The internal record structure of nodes is described in a moment once we first cover journal documents.

+

Journals

+

Journals are special, atomically updated documents that record the state of the repository as a sequence of references to successive root node records.

+

A small system could consist of just a single journal and would serialize all repository updates through atomic updates of that journal. A larger system that needs more write throughput can have more journals, linked to each other in a tree hierarchy. Commits to journals in lower levels of the tree can proceed concurrently, but will need to be periodically merged back to the root journal.

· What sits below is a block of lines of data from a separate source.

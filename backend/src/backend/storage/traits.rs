//! # Storage Traits
//!
//! This module defines the storage abstraction traits that allow different
//! storage backends to be used interchangeably in the domain layer.
//!
//! Two seams exist:
//! - [`KeyValueStorage`]: the flat string key/value surface ("localStorage")
//!   that the local data shim, the cache's durable tier, the session record and
//!   the Zoho token store all sit on.
//! - [`DocumentStore`]: the minimal document-database surface
//!   (get/set/delete/replace/query/on_snapshot) implemented both by the local shim and
//!   by the hosted Firestore backend.

use async_trait::async_trait;
use thiserror::Error;

use super::document::{DocumentSnapshot, ListenerRegistration, Query, QuerySnapshot, SetOptions, SnapshotCallback};

/// A schemaless JSON document
pub type Record = serde_json::Map<String, serde_json::Value>;

/// Errors raised by storage backends
///
/// "Not found" is never an error; absent documents and collections come back
/// as empty results.
#[derive(Debug, Error)]
pub enum StorageError {
    #[error("storage quota exceeded while writing '{key}' ({needed} bytes needed, {available} available)")]
    QuotaExceeded {
        key: String,
        needed: usize,
        available: usize,
    },

    #[error("storage I/O error: {0}")]
    Io(#[from] std::io::Error),

    #[error("serialization failed: {0}")]
    Serialization(#[from] serde_json::Error),

    #[error("invalid argument: {0}")]
    InvalidArgument(String),

    #[error("backend request failed: {0}")]
    Backend(String),
}

/// Trait defining the interface for flat key/value storage
///
/// Mirrors the browser `localStorage` contract: synchronous, string values,
/// last write wins.
pub trait KeyValueStorage: Send + Sync {
    /// Read a value; `Ok(None)` when the key is absent
    fn get_item(&self, key: &str) -> Result<Option<String>, StorageError>;

    /// Write a value, replacing any previous one
    fn set_item(&self, key: &str, value: &str) -> Result<(), StorageError>;

    /// Remove a key; removing an absent key is not an error
    fn remove_item(&self, key: &str) -> Result<(), StorageError>;

    /// List every stored key
    fn keys(&self) -> Result<Vec<String>, StorageError>;

    /// Remove every key
    fn clear(&self) -> Result<(), StorageError>;
}

/// Trait defining the interface for document storage operations
///
/// Implemented by the local shim and by the hosted Firestore client so that
/// domain services run identically against either. Use
/// [`Database`](super::document::Database) for the fluent
/// `collection(..).doc(..)` surface on top of this trait.
#[async_trait]
pub trait DocumentStore: Send + Sync {
    /// Short backend name for logging ("local", "firestore")
    fn backend_name(&self) -> &'static str;

    /// Fetch one document; absent documents return `exists == false`
    async fn get_document(&self, collection: &str, id: &str) -> Result<DocumentSnapshot, StorageError>;

    /// Insert or replace a document, optionally shallow-merging onto existing fields
    async fn set_document(
        &self,
        collection: &str,
        id: &str,
        data: Record,
        options: SetOptions,
    ) -> Result<(), StorageError>;

    /// Delete a document; returns true if something was removed
    async fn delete_document(&self, collection: &str, id: &str) -> Result<bool, StorageError>;

    /// Replace the whole collection with `records` in one write
    ///
    /// Every record must carry a unique, non-empty `id`. On failure the
    /// previous contents are left as they were.
    async fn replace_collection(&self, collection: &str, records: Vec<Record>) -> Result<(), StorageError>;

    /// Run a one-shot query (sorted and limited)
    async fn run_query(&self, query: &Query) -> Result<QuerySnapshot, StorageError>;

    /// Register a snapshot listener; the callback fires once immediately
    async fn on_snapshot(
        &self,
        query: &Query,
        callback: SnapshotCallback,
    ) -> Result<ListenerRegistration, StorageError>;
}
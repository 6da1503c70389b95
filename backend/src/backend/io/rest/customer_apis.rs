//! # REST API for Customers

use axum::{
    extract::{Path, Query, State},
    http::StatusCode,
    response::{IntoResponse, Json},
};
use log::{error, info};
use serde::Deserialize;
use shared::{CreateCustomerRequest, ListQuery, UpdateCustomerRequest};

use super::{failure, service_failure};
use crate::backend::AppState;

#[derive(Debug, Deserialize)]
pub struct EmailLookup {
    pub email: String,
}

pub async fn list_customers(State(state): State<AppState>, Query(params): Query<ListQuery>) -> impl IntoResponse {
    info!("GET /api/customers - query: {:?}", params);

    match state.customer_service.list_customers(&params).await {
        Ok(response) => (StatusCode::OK, Json(response)).into_response(),
        Err(e) => {
            error!("Failed to list customers: {:#}", e);
            service_failure(&e, StatusCode::INTERNAL_SERVER_ERROR)
        }
    }
}

pub async fn create_customer(
    State(state): State<AppState>,
    Json(request): Json<CreateCustomerRequest>,
) -> impl IntoResponse {
    info!("POST /api/customers - name: {}", request.name);

    match state.customer_service.create_customer(request).await {
        Ok(response) => (StatusCode::CREATED, Json(response)).into_response(),
        Err(e) => {
            error!("Failed to create customer: {:#}", e);
            let status = if e.to_string().contains("already exists") {
                StatusCode::CONFLICT
            } else {
                StatusCode::BAD_REQUEST
            };
            service_failure(&e, status)
        }
    }
}

/// Find a customer by email (`?email=`)
pub async fn find_customer(State(state): State<AppState>, Query(lookup): Query<EmailLookup>) -> impl IntoResponse {
    info!("GET /api/customers/lookup - email: {}", lookup.email);

    match state.customer_service.find_by_email(&lookup.email).await {
        Ok(Some(customer)) => (StatusCode::OK, Json(customer)).into_response(),
        Ok(None) => failure(StatusCode::NOT_FOUND, format!("Customer not found: {}", lookup.email)),
        Err(e) => {
            error!("Failed to look up customer: {:#}", e);
            service_failure(&e, StatusCode::INTERNAL_SERVER_ERROR)
        }
    }
}

pub async fn get_customer(State(state): State<AppState>, Path(customer_id): Path<String>) -> impl IntoResponse {
    info!("GET /api/customers/{}", customer_id);

    match state.customer_service.get_customer(&customer_id).await {
        Ok(Some(customer)) => (StatusCode::OK, Json(customer)).into_response(),
        Ok(None) => failure(StatusCode::NOT_FOUND, format!("Customer not found: {}", customer_id)),
        Err(e) => {
            error!("Failed to get customer: {:#}", e);
            service_failure(&e, StatusCode::INTERNAL_SERVER_ERROR)
        }
    }
}

pub async fn update_customer(
    State(state): State<AppState>,
    Path(customer_id): Path<String>,
    Json(request): Json<UpdateCustomerRequest>,
) -> impl IntoResponse {
    info!("PUT /api/customers/{} - request: {:?}", customer_id, request);

    match state.customer_service.update_customer(&customer_id, request).await {
        Ok(response) => (StatusCode::OK, Json(response)).into_response(),
        Err(e) => {
            error!("Failed to update customer: {:#}", e);
            service_failure(&e, StatusCode::BAD_REQUEST)
        }
    }
}

pub async fn delete_customer(State(state): State<AppState>, Path(customer_id): Path<String>) -> impl IntoResponse {
    info!("DELETE /api/customers/{}", customer_id);

    match state.customer_service.delete_customer(&customer_id).await {
        Ok(()) => StatusCode::NO_CONTENT.into_response(),
        Err(e) => {
            error!("Failed to delete customer: {:#}", e);
            service_failure(&e, StatusCode::INTERNAL_SERVER_ERROR)
        }
    }
}
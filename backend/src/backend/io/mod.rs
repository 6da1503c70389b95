//! # IO Module
//!
//! Everything that crosses the process boundary.
//!
//! - **rest**: axum handlers for the `/api` surface
//! - **clients**: outbound HTTP clients (identity service, REST backend, Zoho Books)

pub mod clients;
pub mod rest;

Potential conflicts and resulting data loss or inconsistency caused by such merges can be avoided by always committing against the root journal.

+

Temporary branches used for large commits are also recorded as journals. A new private journal document is created for each branch and kept around until the branch gets merged or discarded. Branch journals contain an update timestamp that needs to be periodically refreshed by the client to prevent the branch from expiring and being reclaimed by the garbage collector.

+

The root node references stored in journals are used as the starting point for garbage collection. It is assumed that all content currently visible to clients must be accessible through at least one of the journals. If a client wants to keep a reference to some old content revision that’s no longer referenced by one of the main journals, it should create an empty private branch based on that revision and keep refreshing the branch until that content is no longer needed.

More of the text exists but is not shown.